(Exercise inputs)
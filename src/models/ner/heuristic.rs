//! Rule-based entity recognition used when no NER model is configured.
//!
//! Four-digit years become `DATE`, other numbers `CARDINAL`, and runs of
//! capitalised words `NAME`. Sentence-initial function words are not names.

use crate::qa::EntitySpan;

pub const LABEL_DATE: &str = "DATE";
pub const LABEL_CARDINAL: &str = "CARDINAL";
pub const LABEL_NAME: &str = "NAME";

const LEADING_WORDS: &[&str] = &[
    "A", "After", "An", "And", "As", "At", "Before", "But", "For", "He", "Her", "His", "However",
    "I", "If", "In", "It", "Its", "My", "On", "Our", "She", "So", "The", "Their", "There", "These",
    "They", "This", "Those", "We", "When", "While", "With",
];

fn trim_word(word: &str) -> &str {
    word.trim_matches(|c: char| !c.is_alphanumeric())
}

fn is_year(word: &str) -> bool {
    word.len() == 4
        && word.chars().all(|c| c.is_ascii_digit())
        && matches!(word.parse::<u32>(), Ok(1000..=2099))
}

fn is_number(word: &str) -> bool {
    word.chars().next().is_some_and(|c| c.is_ascii_digit())
        && word.chars().all(|c| c.is_ascii_digit() || c == ',' || c == '.')
}

fn is_capitalized(word: &str) -> bool {
    word.chars().next().is_some_and(char::is_uppercase)
}

/// Extracts spans from one sentence, in order of appearance.
pub fn recognize_sentence(sentence: &str) -> Vec<EntitySpan> {
    let mut spans = Vec::new();
    let mut run: Vec<&str> = Vec::new();

    let flush = |run: &mut Vec<&str>, spans: &mut Vec<EntitySpan>| {
        if !run.is_empty() {
            spans.push(EntitySpan::new(run.join(" "), LABEL_NAME));
            run.clear();
        }
    };

    for (position, raw) in sentence.split_whitespace().enumerate() {
        let word = trim_word(raw);
        if word.is_empty() {
            flush(&mut run, &mut spans);
            continue;
        }

        if is_year(word) {
            flush(&mut run, &mut spans);
            spans.push(EntitySpan::new(word, LABEL_DATE));
        } else if is_number(word) {
            flush(&mut run, &mut spans);
            spans.push(EntitySpan::new(word, LABEL_CARDINAL));
        } else if is_capitalized(word) && !(position == 0 && LEADING_WORDS.contains(&word)) {
            run.push(word);
        } else {
            flush(&mut run, &mut spans);
            continue;
        }

        // Trailing punctuation closes a name ("Paris, France" is two names).
        if raw.ends_with(|c: char| !c.is_alphanumeric()) {
            flush(&mut run, &mut spans);
        }
    }
    flush(&mut run, &mut spans);

    spans
}

#[cfg(test)]
mod tests {
    use super::*;

    fn texts(spans: &[EntitySpan]) -> Vec<(&str, &str)> {
        spans
            .iter()
            .map(|s| (s.text.as_str(), s.label.as_str()))
            .collect()
    }

    #[test]
    fn test_names_dates_and_numbers() {
        let spans = recognize_sentence("Ada Lovelace published 3 notes in 1843.");

        assert_eq!(
            texts(&spans),
            vec![
                ("Ada Lovelace", LABEL_NAME),
                ("3", LABEL_CARDINAL),
                ("1843", LABEL_DATE)
            ]
        );
    }

    #[test]
    fn test_leading_function_word_is_not_a_name() {
        let spans = recognize_sentence("The bridge crosses the Thames.");

        assert_eq!(texts(&spans), vec![("Thames", LABEL_NAME)]);
    }

    #[test]
    fn test_sentence_initial_name_is_kept() {
        let spans = recognize_sentence("Rust was first released in 2015.");

        assert_eq!(texts(&spans), vec![("Rust", LABEL_NAME), ("2015", LABEL_DATE)]);
    }

    #[test]
    fn test_comma_splits_names() {
        let spans = recognize_sentence("She moved to Paris, France last year.");

        assert_eq!(
            texts(&spans),
            vec![("Paris", LABEL_NAME), ("France", LABEL_NAME)]
        );
    }

    #[test]
    fn test_no_entities() {
        assert!(recognize_sentence("nothing to see here.").is_empty());
        assert!(recognize_sentence("").is_empty());
    }
}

(Activity)
Which lines in the records above contain the word "next"? Return each of them.

(Expected output)
    word.chars().next().is_some_and(|c| c.is_ascii_digit())
    word.chars().next().is_some_and(char::is_uppercase)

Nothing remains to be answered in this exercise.